* AIM OF THE EXERCISE
Look below for the line containing "combined tool surface.". Output it and each remaining line of the entries exactly, and nothing else.

* DATA FOR THIS EXERCISE
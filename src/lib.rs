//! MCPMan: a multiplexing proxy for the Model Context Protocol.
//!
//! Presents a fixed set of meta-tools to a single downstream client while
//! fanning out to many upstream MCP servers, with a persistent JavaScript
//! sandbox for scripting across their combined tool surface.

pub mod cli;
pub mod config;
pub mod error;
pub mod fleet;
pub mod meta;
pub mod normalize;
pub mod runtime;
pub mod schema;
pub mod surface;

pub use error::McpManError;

* TASK RESPONSE
//! sandbox for scripting across their combined tool surface.

pub mod cli;
pub mod config;
pub mod error;
pub mod fleet;
pub mod meta;
pub mod normalize;
pub mod runtime;
pub mod schema;
pub mod surface;

pub use error::McpManError;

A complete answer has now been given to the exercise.